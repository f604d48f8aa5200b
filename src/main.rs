use std::{net::SocketAddr, path::PathBuf, sync::Arc};

use clap::Parser;
use mitmcache::{
    api::{self, ApiState},
    browser::{BrowserDriver, CdpBrowser, POLL_INTERVAL, PageRecorder},
    cache::ReplayCache,
    config::{Options, RuntimeContext},
    event_log::EventLog,
    logging::{self, LogFormat},
    proxy,
};

#[derive(Debug, Parser)]
#[command(name = "mitmcache", version, about)]
struct Cli {
    /// Proxy listen address [default: 127.0.0.1:8080].
    #[arg(long)]
    proxy_addr: Option<String>,
    /// Local API base URL [default: http://localhost:3333].
    #[arg(long)]
    rest_addr: Option<String>,
    /// Upstream HTTP proxy URL (example: http://127.0.0.1:8080).
    #[arg(long)]
    upstream: Option<String>,
    /// Browser DevTools WebSocket URL (example: ws://127.0.0.1:9222/devtools/browser/<id>).
    #[arg(long)]
    chromedp: Option<String>,
    /// Regex selecting CONNECT targets to intercept [default: ^.*$].
    #[arg(long)]
    urlmatch: Option<String>,
    /// Regex selecting browser pages to instrument and snapshot [default: ^.*$].
    #[arg(long)]
    pagematch: Option<String>,
    /// Log every request and response passing through the proxy.
    #[arg(short, long)]
    verbose: bool,
    /// Output root for `cache/`, `page/`, `logs/` and `ca/` [default: /tmp/output].
    #[arg(long)]
    output: Option<PathBuf>,
    /// Optional path to config TOML.
    #[arg(long)]
    config: Option<PathBuf>,
    /// Override log level (trace, debug, info, warn, error, off).
    #[arg(long)]
    log_level: Option<String>,
    #[arg(long, value_enum, default_value_t = LogFormat::Pretty)]
    log_format: LogFormat,
}

impl Cli {
    fn options(&self) -> anyhow::Result<Options> {
        let mut options = Options::load(self.config.as_deref())?;
        apply_cli_overrides(&mut options, self);
        Ok(options)
    }
}

fn apply_cli_overrides(options: &mut Options, cli: &Cli) {
    if let Some(proxy_addr) = &cli.proxy_addr {
        options.proxy_addr = proxy_addr.clone();
    }
    if let Some(rest_addr) = &cli.rest_addr {
        options.rest_addr = rest_addr.clone();
    }
    if let Some(upstream) = &cli.upstream {
        options.upstream_proxy_url = upstream.clone();
    }
    if let Some(chromedp) = &cli.chromedp {
        options.control_url = chromedp.clone();
    }
    if let Some(urlmatch) = &cli.urlmatch {
        options.urlmatch = urlmatch.clone();
    }
    if let Some(pagematch) = &cli.pagematch {
        options.pagematch = pagematch.clone();
    }
    if cli.verbose {
        options.verbose = true;
    }
    if let Some(output) = &cli.output {
        options.output_path = output.clone();
    }
}

#[tokio::main]
async fn main() -> anyhow::Result<()> {
    let cli = Cli::parse();
    let options = cli.options()?;
    let ctx = RuntimeContext::new(options)?;

    logging::init(ctx.options().verbose, cli.log_level.as_deref(), cli.log_format)?;
    ctx.ensure_output_dirs()?;
    tracing::info!(config = ?ctx.options(), "config");

    let events = EventLog::open(&ctx.logs_path())?;

    let recorder = match ctx.control_url() {
        Some(control_url) => {
            let driver: Arc<dyn BrowserDriver> = Arc::new(CdpBrowser::connect(control_url).await?);
            let recorder = Arc::new(PageRecorder::new(driver, &ctx));
            recorder.instrument().await?;
            Some(recorder)
        }
        None => {
            tracing::warn!("no --chromedp control URL given, browser features disabled");
            None
        }
    };
    let poller = recorder
        .as_ref()
        .map(|recorder| Arc::clone(recorder).spawn_poller(POLL_INTERVAL));

    let proxy = proxy::serve(&ctx, ReplayCache::file(ctx.cache_path())).await?;
    let api = api::serve(&ctx, ApiState::new(ctx.options().clone(), recorder, events)).await?;
    eprintln!("{}", startup_summary(&ctx, proxy.listen_addr, api.listen_addr));

    tokio::signal::ctrl_c().await?;
    if let Some(poller) = poller {
        poller.abort();
    }
    api.shutdown().await;
    proxy.shutdown().await;

    Ok(())
}

fn startup_summary(
    ctx: &RuntimeContext,
    proxy_listen_addr: SocketAddr,
    api_listen_addr: SocketAddr,
) -> String {
    format!(
        "startup config: proxy_listen={}, api_listen={}, upstream={}, browser={}, output={}",
        proxy_listen_addr,
        api_listen_addr,
        ctx.upstream_proxy_url().unwrap_or("direct"),
        if ctx.control_url().is_some() {
            "connected"
        } else {
            "disabled"
        },
        ctx.output_path().display(),
    )
}

#[cfg(test)]
mod tests {
    use std::path::PathBuf;

    use clap::Parser;
    use mitmcache::{
        config::{Options, RuntimeContext},
        logging::LogFormat,
    };

    use super::{Cli, apply_cli_overrides, startup_summary};

    #[test]
    fn parses_without_flags_to_defaults() {
        let cli = Cli::try_parse_from(["mitmcache"]).expect("cli parse should succeed");
        assert_eq!(cli.config, None);
        assert_eq!(cli.log_level, None);
        assert_eq!(cli.log_format, LogFormat::Pretty);
        assert_eq!(cli.options().unwrap(), Options::default());
    }

    #[test]
    fn parses_all_documented_flags() {
        let cli = Cli::try_parse_from([
            "mitmcache",
            "--proxy-addr",
            "127.0.0.1:9090",
            "--rest-addr",
            "http://localhost:4444",
            "--upstream",
            "http://127.0.0.1:3128",
            "--chromedp",
            "ws://127.0.0.1:9222/devtools/browser/abc",
            "--urlmatch",
            "example\\.test",
            "--pagematch",
            "app\\.test",
            "-v",
            "--output",
            "/tmp/mitm",
            "--log-format",
            "json",
        ])
        .expect("cli parse should succeed");

        let options = cli.options().unwrap();
        assert_eq!(options.proxy_addr, "127.0.0.1:9090");
        assert_eq!(options.rest_addr, "http://localhost:4444");
        assert_eq!(options.upstream_proxy_url, "http://127.0.0.1:3128");
        assert_eq!(options.control_url, "ws://127.0.0.1:9222/devtools/browser/abc");
        assert_eq!(options.urlmatch, "example\\.test");
        assert_eq!(options.pagematch, "app\\.test");
        assert!(options.verbose);
        assert_eq!(options.output_path, PathBuf::from("/tmp/mitm"));
        assert_eq!(cli.log_format, LogFormat::Json);
    }

    #[test]
    fn explicit_flags_override_config_file_values() {
        let mut options = Options::from_toml_str(
            r#"
proxy_addr = "0.0.0.0:1111"
rest_addr = "http://localhost:2222"
"#,
        )
        .unwrap();
        let cli = Cli::try_parse_from(["mitmcache", "--proxy-addr", "127.0.0.1:3333"]).unwrap();

        apply_cli_overrides(&mut options, &cli);

        assert_eq!(options.proxy_addr, "127.0.0.1:3333");
        assert_eq!(options.rest_addr, "http://localhost:2222");
    }

    #[test]
    fn rejects_unknown_log_format() {
        assert!(Cli::try_parse_from(["mitmcache", "--log-format", "xml"]).is_err());
    }

    #[test]
    fn startup_summary_reports_disabled_browser_and_direct_upstream() {
        let ctx = RuntimeContext::new(Options::default()).unwrap();
        let summary = startup_summary(
            &ctx,
            "127.0.0.1:8080".parse().unwrap(),
            "127.0.0.1:3333".parse().unwrap(),
        );
        assert!(summary.contains("proxy_listen=127.0.0.1:8080"), "summary: {summary}");
        assert!(summary.contains("upstream=direct"), "summary: {summary}");
        assert!(summary.contains("browser=disabled"), "summary: {summary}");
    }
}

• **WORK ORDER**
Bring together each line above where the string "instrument" turns up.

• **THE ANSWER**
    /// Regex selecting browser pages to instrument and snapshot [default: ^.*$].
            recorder.instrument().await?;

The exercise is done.